- Problem details
Only one stretch of the data below is wanted: the lines starting at the one with "NaiveDate::from_ymd_opt(self.year, self.month, day)" and ending at the one with "The day before", both included, given again exactly.

- Working data
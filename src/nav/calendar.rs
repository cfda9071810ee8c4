//! Month and day arithmetic plus the Monday-first month grid the calendar
//! screen renders.

use std::collections::HashSet;

use chrono::{Datelike, Days, NaiveDate};

use crate::models::Workout;

/// A calendar month. `month` is always within `1..=12`.
#[derive(Debug, Clone, Copy, PartialEq, Eq)]
pub struct YearMonth {
    pub year: i32,
    pub month: u32,
}

impl YearMonth {
    /// `None` unless `month` is within `1..=12`.
    pub fn new(year: i32, month: u32) -> Option<Self> {
        (1..=12).contains(&month).then_some(Self { year, month })
    }

    /// The month containing `date`.
    pub fn of(date: NaiveDate) -> Self {
        Self {
            year: date.year(),
            month: date.month(),
        }
    }

    /// The month before this one. January steps back to December of the
    /// previous year.
    pub fn prev(self) -> Self {
        if self.month == 1 {
            Self {
                year: self.year - 1,
                month: 12,
            }
        } else {
            Self {
                year: self.year,
                month: self.month - 1,
            }
        }
    }

    /// The month after this one. December rolls over into January.
    pub fn next(self) -> Self {
        if self.month == 12 {
            Self {
                year: self.year + 1,
                month: 1,
            }
        } else {
            Self {
                year: self.year,
                month: self.month + 1,
            }
        }
    }

    /// The first of the month. `None` only outside chrono's date range.
    pub fn first_day(self) -> Option<NaiveDate> {
        NaiveDate::from_ymd_opt(self.year, self.month, 1)
    }

    /// The date for `day` in this month, if such a day exists.
    pub fn day(self, day: u32) -> Option<NaiveDate> {
        NaiveDate::from_ymd_opt(self.year, self.month, day)
    }

    /// Number of days in the month, leap years included.
    pub fn days_in_month(self) -> u32 {
        let next = self.next();
        match (self.first_day(), next.first_day()) {
            (Some(first), Some(following)) => (following - first).num_days() as u32,
            _ => 0,
        }
    }

    /// English month name followed by the year, e.g. `June 2025`.
    pub fn title(self) -> String {
        self.first_day()
            .map(|date| date.format("%B %Y").to_string())
            .unwrap_or_else(|| format!("{}-{:02}", self.year, self.month))
    }
}

/// The day before `date`, crossing month and year boundaries.
pub fn prev_day(date: NaiveDate) -> Option<NaiveDate> {
    date.checked_sub_days(Days::new(1))
}

/// The day after `date`, crossing month and year boundaries.
pub fn next_day(date: NaiveDate) -> Option<NaiveDate> {
    date.checked_add_days(Days::new(1))
}

#[derive(Debug, Clone, Copy, PartialEq, Eq)]
pub struct DayCell {
    pub day: u32,
    pub has_activity: bool,
}

/// One Monday-to-Sunday row. Padding slots before the first or after the last
/// day of the month are `None`.
#[derive(Debug, Clone, PartialEq, Eq)]
pub struct WeekRow {
    pub iso_week: u32,
    pub days: [Option<DayCell>; 7],
}

#[derive(Debug, Clone, PartialEq, Eq)]
pub struct MonthGrid {
    pub month: YearMonth,
    pub weeks: Vec<WeekRow>,
}

impl MonthGrid {
    /// Lay out `month` in Monday-first rows, marking every day that has at
    /// least one workout in `workouts`.
    pub fn build(month: YearMonth, workouts: &[Workout]) -> Self {
        let active = active_days(month, workouts);
        let Some(first) = month.first_day() else {
            return Self {
                month,
                weeks: Vec::new(),
            };
        };

        let lead = first.weekday().num_days_from_monday() as usize;
        let total = month.days_in_month();
        let mut weeks = Vec::new();
        let mut slot = lead;
        let mut row: [Option<DayCell>; 7] = [None; 7];
        let mut row_first: Option<u32> = None;

        for day in 1..=total {
            row[slot] = Some(DayCell {
                day,
                has_activity: active.contains(&day),
            });
            row_first.get_or_insert(day);
            slot += 1;
            if slot == 7 {
                weeks.push(Self::finish_row(month, row, row_first));
                row = [None; 7];
                row_first = None;
                slot = 0;
            }
        }
        if row_first.is_some() {
            weeks.push(Self::finish_row(month, row, row_first));
        }

        Self { month, weeks }
    }

    fn finish_row(month: YearMonth, days: [Option<DayCell>; 7], first: Option<u32>) -> WeekRow {
        let iso_week = first
            .and_then(|day| month.day(day))
            .map(|date| date.iso_week().week())
            .unwrap_or_default();
        WeekRow { iso_week, days }
    }

    pub fn cells(&self) -> impl Iterator<Item = &DayCell> {
        self.weeks.iter().flat_map(|week| week.days.iter().flatten())
    }

    /// Days carrying a workout marker, in ascending order.
    pub fn active_days(&self) -> Vec<u32> {
        self.cells()
            .filter(|cell| cell.has_activity)
            .map(|cell| cell.day)
            .collect()
    }
}

/// Days of `month` that appear in the workout list. Recomputed from the full
/// list on every render.
pub fn active_days(month: YearMonth, workouts: &[Workout]) -> HashSet<u32> {
    workouts
        .iter()
        .filter(|workout| YearMonth::of(workout.date) == month)
        .map(|workout| workout.date.day())
        .collect()
}

#[cfg(test)]
mod tests {
    use super::*;

    fn date(y: i32, m: u32, d: u32) -> NaiveDate {
        NaiveDate::from_ymd_opt(y, m, d).unwrap()
    }

    fn workout(id: i64, on: NaiveDate) -> Workout {
        Workout {
            id,
            date: on,
            name: format!("w{id}"),
        }
    }

    #[test]
    fn month_navigation_wraps_years() {
        let january = YearMonth::new(2025, 1).unwrap();
        assert_eq!(january.prev(), YearMonth::new(2024, 12).unwrap());

        let december = YearMonth::new(2025, 12).unwrap();
        assert_eq!(december.next(), YearMonth::new(2026, 1).unwrap());

        let june = YearMonth::new(2025, 6).unwrap();
        assert_eq!(june.next().prev(), june);
    }

    #[test]
    fn rejects_out_of_range_months() {
        assert!(YearMonth::new(2025, 0).is_none());
        assert!(YearMonth::new(2025, 13).is_none());
    }

    #[test]
    fn days_in_month_handles_leap_years() {
        assert_eq!(YearMonth::new(2024, 2).unwrap().days_in_month(), 29);
        assert_eq!(YearMonth::new(2025, 2).unwrap().days_in_month(), 28);
        assert_eq!(YearMonth::new(2025, 12).unwrap().days_in_month(), 31);
    }

    #[test]
    fn day_steps_cross_month_and_year() {
        assert_eq!(next_day(date(2025, 5, 31)), Some(date(2025, 6, 1)));
        assert_eq!(next_day(date(2025, 12, 31)), Some(date(2026, 1, 1)));
        assert_eq!(prev_day(date(2026, 1, 1)), Some(date(2025, 12, 31)));
        assert_eq!(prev_day(date(2024, 3, 1)), Some(date(2024, 2, 29)));
    }

    #[test]
    fn june_2025_grid_layout() {
        // June 1st 2025 is a Sunday, so the first row holds a single day.
        let grid = MonthGrid::build(YearMonth::new(2025, 6).unwrap(), &[]);
        assert_eq!(grid.weeks.len(), 6);

        let first = &grid.weeks[0];
        assert!(first.days[..6].iter().all(Option::is_none));
        assert_eq!(first.days[6].map(|cell| cell.day), Some(1));
        assert_eq!(first.iso_week, 22);

        assert_eq!(grid.weeks[1].days[0].map(|cell| cell.day), Some(2));
        assert_eq!(grid.weeks[1].iso_week, 23);

        let last = grid.weeks.last().unwrap();
        assert_eq!(last.days[0].map(|cell| cell.day), Some(30));
        assert!(last.days[1..].iter().all(Option::is_none));
        assert_eq!(grid.cells().count(), 30);
    }

    #[test]
    fn first_row_of_january_can_belong_to_previous_iso_year() {
        // 2021-01-01 is a Friday in ISO week 53 of 2020.
        let grid = MonthGrid::build(YearMonth::new(2021, 1).unwrap(), &[]);
        assert_eq!(grid.weeks[0].iso_week, 53);
        assert_eq!(grid.weeks[1].iso_week, 1);
    }

    #[test]
    fn marks_only_days_in_displayed_month() {
        let workouts = vec![
            workout(1, date(2025, 6, 3)),
            workout(2, date(2025, 6, 17)),
            workout(3, date(2025, 6, 17)),
            workout(4, date(2024, 5, 3)),
        ];

        let june = MonthGrid::build(YearMonth::new(2025, 6).unwrap(), &workouts);
        assert_eq!(june.active_days(), vec![3, 17]);

        let may = MonthGrid::build(YearMonth::new(2025, 5).unwrap(), &workouts);
        assert!(may.active_days().is_empty());
    }

    #[test]
    fn title_names_month_and_year() {
        assert_eq!(YearMonth::new(2025, 6).unwrap().title(), "June 2025");
    }
}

- Task response
        NaiveDate::from_ymd_opt(self.year, self.month, day)
    }

    /// Number of days in the month, leap years included.
    pub fn days_in_month(self) -> u32 {
        let next = self.next();
        match (self.first_day(), next.first_day()) {
            (Some(first), Some(following)) => (following - first).num_days() as u32,
            _ => 0,
        }
    }

    /// English month name followed by the year, e.g. `June 2025`.
    pub fn title(self) -> String {
        self.first_day()
            .map(|date| date.format("%B %Y").to_string())
            .unwrap_or_else(|| format!("{}-{:02}", self.year, self.month))
    }
}

/// The day before `date`, crossing month and year boundaries.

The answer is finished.